Inzwischen versucht sie denjenigen plattdeutsch beizubringen, die kaum noch damit in Berührung kommen: Schülerinnen und Schülern. „Das Literaturhaus Rostock hatte jemanden gesucht, der Kinder an das Plattdeutsche heranführt – als zusätzliches Angebot an Ganztagsschulen.“ Nach ihrem Renteneintritt und dem Tod ihres Mannes fühlte sich dieser Aufruf für Christine Stübe an wie eine Befreiung. Nachdem sie zunächst an der Grundschule „An den Weiden“ in Toitenwinkel mit einer Gruppe von zehn Schülerinnen und Schülern plattdeutsch lernte, ist sie nun an der Hundertwassergesamtschule im Einsatz. Weil sie von Frontalunterricht wenig hält, geht sie mit den Kindern auf Entdeckertour durch Rostock. Hierbei wird ausschließlich plattdeutsch gesprochen. „Mir geht es darum, dass die Kinder einen Bezug zu der Sprache aufbauen, dass sie plattdeutsch verstehen und das wichtigste sprechen können. Dass sie also sagen können, wer sie sind und wo sie wohnen.“ Plattdeutsch hat zahlreiche Ausprägungen: „Die Stralsunder sprechen anderes Platt als die Rostocker. Beim Hamburger Platt muss ich mir große Mühe geben es zu verstehen und das Holsteiner Platt ist für mich eine andere Welt“, verdeutlicht Christine Stübe scherzhaft. Das norddeutsche Platt- oder Niederdeutsch gilt als eine anerkannte Regionalsprache mit Tradition und Aussagekraft.

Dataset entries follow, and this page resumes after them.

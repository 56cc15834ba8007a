// stamp.rs — Build stamp: the `version` and `build_date` of a compile run.
//
// One stamp is taken per run and shared by every package, so a set of
// packages always carries a single version. The instant comes from, in
// order: an explicit RFC 3339 value, `SOURCE_DATE_EPOCH`, the wall clock.
// It is truncated to whole seconds so the rendered date is stable.

use chrono::{DateTime, SecondsFormat, Utc};

use crate::error::CompileError;

/// Major version of the package format. Prefixes every timestamp version.
pub const PACKAGE_FORMAT_MAJOR: u32 = 1;

/// Environment variable honored for reproducible builds.
pub const SOURCE_DATE_EPOCH: &str = "SOURCE_DATE_EPOCH";

/// The version and build date stamped into packages.
#[derive(Debug, Clone, PartialEq, Eq)]
pub struct BuildStamp {
    pub build_date: DateTime<Utc>,
    pub version: String,
}

impl BuildStamp {
    /// Stamp for `instant`, truncated to seconds. The version is
    /// `<format-major>.<YYYYMMDDHHMMSS>`.
    pub fn at(instant: DateTime<Utc>) -> Self {
        let build_date = DateTime::from_timestamp(instant.timestamp(), 0).unwrap_or(instant);
        let version = format!(
            "{}.{}",
            PACKAGE_FORMAT_MAJOR,
            build_date.format("%Y%m%d%H%M%S")
        );
        Self {
            build_date,
            version,
        }
    }

    pub fn now() -> Self {
        Self::at(Utc::now())
    }

    /// Stamp from an RFC 3339 date such as `2026-10-18T12:00:00Z`.
    pub fn parse_rfc3339(value: &str) -> Result<Self, CompileError> {
        DateTime::parse_from_rfc3339(value)
            .map(|dt| Self::at(dt.with_timezone(&Utc)))
            .map_err(|e| CompileError::InvalidBuildDate {
                value: value.to_string(),
                reason: e.to_string(),
            })
    }

    /// Stamp from a Unix timestamp in seconds, as carried by `SOURCE_DATE_EPOCH`.
    pub fn parse_epoch(value: &str) -> Result<Self, CompileError> {
        let invalid = |reason: &str| CompileError::InvalidBuildDate {
            value: value.to_string(),
            reason: reason.to_string(),
        };
        let secs: i64 = value
            .trim()
            .parse()
            .map_err(|_| invalid("expected integer seconds since the Unix epoch"))?;
        DateTime::from_timestamp(secs, 0)
            .map(Self::at)
            .ok_or_else(|| invalid("timestamp out of range"))
    }

    /// Resolve the stamp for a run. `explicit` wins over `SOURCE_DATE_EPOCH`,
    /// which wins over the wall clock.
    pub fn resolve(explicit: Option<&str>) -> Result<Self, CompileError> {
        if let Some(value) = explicit {
            return Self::parse_rfc3339(value);
        }
        match std::env::var(SOURCE_DATE_EPOCH) {
            Ok(value) if !value.trim().is_empty() => Self::parse_epoch(&value),
            _ => Ok(Self::now()),
        }
    }

    /// Replace the derived version with an explicit one.
    pub fn with_version(mut self, version: impl Into<String>) -> Self {
        self.version = version.into();
        self
    }

    /// `YYYY-MM-DDTHH:MM:SSZ`.
    pub fn build_date_string(&self) -> String {
        self.build_date.to_rfc3339_opts(SecondsFormat::Secs, true)
    }
}
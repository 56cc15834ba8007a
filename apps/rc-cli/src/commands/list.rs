// list.rs — `list`: agent membership at a glance.

use rc_compiler::{BuildStamp, Compiler, CompilerConfig};

use super::{print_report, BuildArgs, ReportFormat};

pub fn execute(config: &CompilerConfig, args: &BuildArgs) -> anyhow::Result<()> {
    let outcome = Compiler::new(args.apply(config), BuildStamp::now()).validate();

    if args.format == ReportFormat::Json {
        let listing = serde_json::json!({
            "agents": outcome.assignments,
            "orphans": outcome.orphans,
            "report": outcome.report,
        });
        println!("{}", serde_json::to_string_pretty(&listing)?);
    } else {
        for (agent_id, rules) in &outcome.assignments {
            println!("{} ({} rule(s))", agent_id, rules.len());
            for rule in rules {
                println!("  {}", rule);
            }
        }
        if !outcome.orphans.is_empty() {
            println!("orphaned ({} card(s))", outcome.orphans.len());
            for rule in &outcome.orphans {
                println!("  {}", rule);
            }
        }
        print_report(&outcome.report, args.format, false)?;
    }

    if !outcome.succeeded() {
        anyhow::bail!("{}", outcome.report.summary());
    }
    Ok(())
}
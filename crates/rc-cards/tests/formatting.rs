// Content hashes depend on what a card says, not how its YAML is laid out.

use std::fs;

use rc_cards::{load_corpus, LoadOptions};
use tempfile::TempDir;

const BLOCK_STYLE: &str = "\
id: DOCKER-USER-001
title: Run containers as a non-root user
severity: high
scope: dockerfile
requirement: Every image must switch to a non-root USER before ENTRYPOINT.
do:
  - Add a USER instruction with a fixed UID
dont:
  - Rely on the base image default user
detect:
  hadolint:
    - DL3002
  semgrep:
    - dockerfile-root-user
verify:
  tests:
    - Image metadata reports a non-zero UID
refs:
  cis: ['4.1']
";

const FLOW_STYLE: &str = "\
# Same card, different layout and key order.
refs: { cis: [\"4.1\"] }
verify: { tests: [Image metadata reports a non-zero UID] }
detect: { semgrep: [dockerfile-root-user], hadolint: [DL3002] }
dont: [Rely on the base image default user]
do: [Add a USER instruction with a fixed UID]
requirement: >-
  Every image must switch to a non-root USER before ENTRYPOINT.
scope: dockerfile
severity: high
title: \"Run containers as a non-root user\"
id: DOCKER-USER-001
";

fn hash_of(source: &str) -> String {
    let dir = TempDir::new().unwrap();
    fs::write(dir.path().join("card.yaml"), source).unwrap();
    let load = load_corpus(dir.path(), &LoadOptions::default()).unwrap();
    assert!(load.is_clean(), "{:?}", load.errors);
    load.corpus.get("DOCKER-USER-001").unwrap().content_hash.clone()
}

#[test]
fn layout_does_not_change_the_hash() {
    assert_eq!(hash_of(BLOCK_STYLE), hash_of(FLOW_STYLE));
}

#[test]
fn content_does_change_the_hash() {
    let edited = BLOCK_STYLE.replace("severity: high", "severity: critical");
    assert_ne!(hash_of(BLOCK_STYLE), hash_of(&edited));
}
//! Per-page analysis: seam mergeability against the successor page and the
//! content bounding box used for margin cropping.
//!
//! Every page is analyzed independently of the others, so [`analyze_pages`] fans
//! the work out over a rayon pool and returns the metrics in source order.

use std::path::{Path, PathBuf};

use image::{DynamicImage, GenericImageView, GrayImage, Pixel};
use rayon::ThreadPool;
use rayon::prelude::*;

use crate::error::Result;
use crate::types::{CropMode, Direction, PairMetric, Rect};

/// Seam rows with both luminances below this are not white background.
const WHITE_BACKGROUND_LUMINANCE: f64 = 0.95;
/// Seam rows with both luminances above this are not black background.
const BLACK_BACKGROUND_LUMINANCE: f64 = 0.05;
/// Gray band treated as near-black margin.
const NEAR_BLACK_BAND: (u8, u8) = (0, 16);
/// Gray band treated as near-white margin.
const NEAR_WHITE_BAND: (u8, u8) = (235, 255);
/// Largest share of an axis that may be cropped from each side.
const MAX_CROP_RATIO: f64 = 0.1;

/// Settings the analyzer needs from the processor configuration.
#[derive(Debug, Clone, Copy)]
pub struct AnalyzeOptions {
    pub direction: Direction,
    pub merge_enabled: bool,
    pub crop_mode: CropMode,
}

/// Analyzes every page against its successor on the given pool.
///
/// The first failing page aborts the whole batch.
pub fn analyze_pages(
    pool: &ThreadPool,
    pages: &[PathBuf],
    options: AnalyzeOptions,
) -> Result<Vec<PairMetric>> {
    pool.install(|| {
        pages
            .par_iter()
            .enumerate()
            .map(|(i, page)| {
                let next = pages.get(i + 1).map(PathBuf::as_path);
                analyze_page(page, next, options)
            })
            .collect()
    })
}

/// Computes the metric of a single page against its successor, if any.
pub fn analyze_page(
    page: &Path,
    next: Option<&Path>,
    options: AnalyzeOptions,
) -> Result<PairMetric> {
    let current = image::open(page)?;
    let (width, height) = current.dimensions();

    let (merge_score, merge_contrast) = match next {
        Some(next) if options.merge_enabled && width < height => {
            let next = image::open(next)?;
            if next.width() < next.height() {
                seam_metrics(&current, &next, options.direction)
            } else {
                (0.0, 0.0)
            }
        }
        _ => (0.0, 0.0),
    };

    let bbox = match options.crop_mode {
        CropMode::None => None,
        CropMode::Default => content_bbox(&current.to_luma8()),
    };

    log::debug!(
        "Analyzed {:?}: {}x{}, seam score {:.3}, contrast {:.3}, bbox {:?}",
        page,
        width,
        height,
        merge_score,
        merge_contrast,
        bbox
    );

    Ok(PairMetric {
        merge_score,
        merge_contrast,
        bbox,
        width,
        height,
    })
}

/// sRGB channel in `[0, 255]` to linear light in `[0, 1]`.
pub fn srgb_to_linear(channel: u8) -> f64 {
    let c = channel as f64 / 255.0;
    if c <= 0.04045 {
        c / 12.92
    } else {
        ((c + 0.055) / 1.055).powf(2.4)
    }
}

/// BT.709 relative luminance of an sRGB pixel.
pub fn relative_luminance(rgb: [u8; 3]) -> f64 {
    0.2126 * srgb_to_linear(rgb[0])
        + 0.7152 * srgb_to_linear(rgb[1])
        + 0.0722 * srgb_to_linear(rgb[2])
}

fn rms(values: &[f64]) -> f64 {
    (values.iter().map(|v| v * v).sum::<f64>() / values.len() as f64).sqrt()
}

/// Measures how well two pages continue each other across the seam.
///
/// Returns `(score, contrast)`: the share of seam rows that carry content on both
/// sides, and the RMS luminance difference over those rows. Rows are split into a
/// "not white" and a "not black" set; the smaller one is used since the larger is
/// dominated by the page background. Pages of different heights never match.
pub fn seam_metrics(
    current: &DynamicImage,
    next: &DynamicImage,
    direction: Direction,
) -> (f64, f64) {
    if current.height() != next.height() || current.height() == 0 || next.width() == 0 {
        return (0.0, 0.0);
    }

    // Trailing edge of the current page meets the leading edge of the next one.
    let (x_current, x_next) = match direction {
        Direction::Ltr => (current.width() - 1, 0),
        Direction::Rtl => (0, next.width() - 1),
    };

    let mut not_white = Vec::new();
    let mut not_black = Vec::new();
    for y in 0..current.height() {
        let y0 = relative_luminance(current.get_pixel(x_current, y).to_rgb().0);
        let y1 = relative_luminance(next.get_pixel(x_next, y).to_rgb().0);
        let delta = (y0 - y1).abs();

        if y0 < WHITE_BACKGROUND_LUMINANCE && y1 < WHITE_BACKGROUND_LUMINANCE {
            not_white.push(delta);
        }
        if y0 > BLACK_BACKGROUND_LUMINANCE && y1 > BLACK_BACKGROUND_LUMINANCE {
            not_black.push(delta);
        }
    }

    if not_white.is_empty() || not_black.is_empty() {
        return (0.0, 0.0);
    }

    let rows = if not_white.len() < not_black.len() {
        &not_white
    } else {
        &not_black
    };
    (rows.len() as f64 / current.height() as f64, rms(rows))
}

/// Content bounding box of a grayscale page.
///
/// Near-black and near-white margins are detected separately and the two boxes
/// intersected. `None` when the page is blank for both bands.
pub fn content_bbox(gray: &GrayImage) -> Option<Rect> {
    let black = band_bbox(gray, NEAR_BLACK_BAND);
    let white = band_bbox(gray, NEAR_WHITE_BAND);
    match (black, white) {
        (None, None) => None,
        (Some(b), None) => Some(b),
        (None, Some(w)) => Some(w),
        (Some(b), Some(w)) => Some(b.intersect(&w)),
    }
}

/// Bounding box of the pixels outside `band`, with each side cropping at most
/// [`MAX_CROP_RATIO`] of the axis.
pub fn band_bbox(gray: &GrayImage, band: (u8, u8)) -> Option<Rect> {
    let (width, height) = gray.dimensions();
    let mut found: Option<Rect> = None;

    for (x, y, pixel) in gray.enumerate_pixels() {
        let value = pixel.0[0];
        if (band.0..=band.1).contains(&value) {
            continue;
        }
        found = Some(match found {
            None => Rect::new(x, y, x + 1, y + 1),
            Some(r) => Rect::new(
                r.left.min(x),
                r.top.min(y),
                r.right.max(x + 1),
                r.bottom.max(y + 1),
            ),
        });
    }

    let content = found?;
    let margin_x = (MAX_CROP_RATIO * width as f64 + 0.5) as u32;
    let margin_y = (MAX_CROP_RATIO * height as f64 + 0.5) as u32;
    Some(Rect::new(
        content.left.min(margin_x),
        content.top.min(margin_y),
        width.min(content.right.max(width.saturating_sub(margin_x))),
        height.min(content.bottom.max(height.saturating_sub(margin_y))),
    ))
}
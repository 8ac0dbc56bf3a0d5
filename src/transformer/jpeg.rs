//! JPEG output for finished pages.
//!
//! Pages are encoded as baseline JPEG with Huffman tables optimized for the page's own
//! symbol statistics. The tables only change the entropy coding, so an optimized page
//! decodes to exactly the same pixels as one written with the standard tables.

use image::RgbImage;
use jpeg_encoder::{ColorType, Encoder};

use crate::error::{Error, Result};

/// Encodes a page as baseline JPEG with optimized Huffman tables.
pub fn encode_jpeg(image: &RgbImage, quality: u8) -> Result<Vec<u8>> {
    encode(image, quality, true)
}

/// Baseline JPEG with the standard Huffman tables.
pub fn encode_baseline(image: &RgbImage, quality: u8) -> Result<Vec<u8>> {
    encode(image, quality, false)
}

fn encode(image: &RgbImage, quality: u8, optimize: bool) -> Result<Vec<u8>> {
    let (width, height) = image.dimensions();
    let (Ok(w), Ok(h)) = (u16::try_from(width), u16::try_from(height)) else {
        return Err(Error::Unsupported(format!(
            "JPEG pages are limited to 65535 pixels per side, got {}x{}",
            width, height
        )));
    };

    let mut bytes = Vec::new();
    let mut encoder = Encoder::new(&mut bytes, quality);
    encoder.set_optimized_huffman_tables(optimize);
    encoder.encode(image.as_raw(), w, h, ColorType::Rgb)?;

    log::trace!(
        "Encoded {}x{} page at quality {}: {} bytes",
        width,
        height,
        quality,
        bytes.len()
    );
    Ok(bytes)
}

In Toitenwinkel sei seinerzeit ein Musical entstanden: Der Bürgermeister des Märchenwaldes möchte die Bäume roden, um dort eine Autobahn zu bauen. Doch die Waldbewohner setzen sich für den Erhalt ein und können das Waldoberhaupt am Ende überzeugen. „Die Kinder sollen verstehen, dass es wichtig ist, abseits des eigenen Wohlergehens auch an andere zu denken“, so Stübe. „Andererseits können wir von den Kindern auch nicht mehr verlangen als von uns selbst. Sie spiegeln unser Verhalten, deshalb sollten wir ihnen auch Demut und Bescheidenheit beibringen, damit sie nicht alles als selbstverständlich hin- und wahrnehmen.“
Christine Stübe ist mittlerweile im fünften Jahr an der Hundertwassergesamtschule. Aktuell besteht die Plattdeutschgruppe aus vier Schülerinnen und Schüler. Immer dienstags fährt sie nach Lichtenhagen und holt die Kinder ab, mal zu einem Ausflug ins Universitätshauptgebäude, in das Zoologische Institut oder ins Rostocker Rathaus. Dabei erzählt sie Geschichten über Rostock – natürlich auf Platt. „Mich mit Kindern zu umgeben, macht mir sehr viel Spaß. Viele Rentnerinnen und Rentner versacken in ihrer Lethargie und werden altersegoistisch. Für mich ist das nichts“, betont Christine Stübe. Deshalb engagiert sie sich zusätzlich in einem Pflegeheim. Dort organisiert sie einmal im Monat eine plattdeutsche Vorlesestunde, meist in Begleitung eines Musikers oder einer Musikerin. Zeitgleich ist sie Mitglied im Verein Klönsnack-Rostocker 7. „Es gibt nur weniger junge Menschen, die plattdeutsch sprechen oder sprechen wollen.“ Christine Stübe bestärkt diese Situation. Und es bestärkt sie, weiter zu machen und noch lange nicht daran zu denken, die Füße hochzulegen.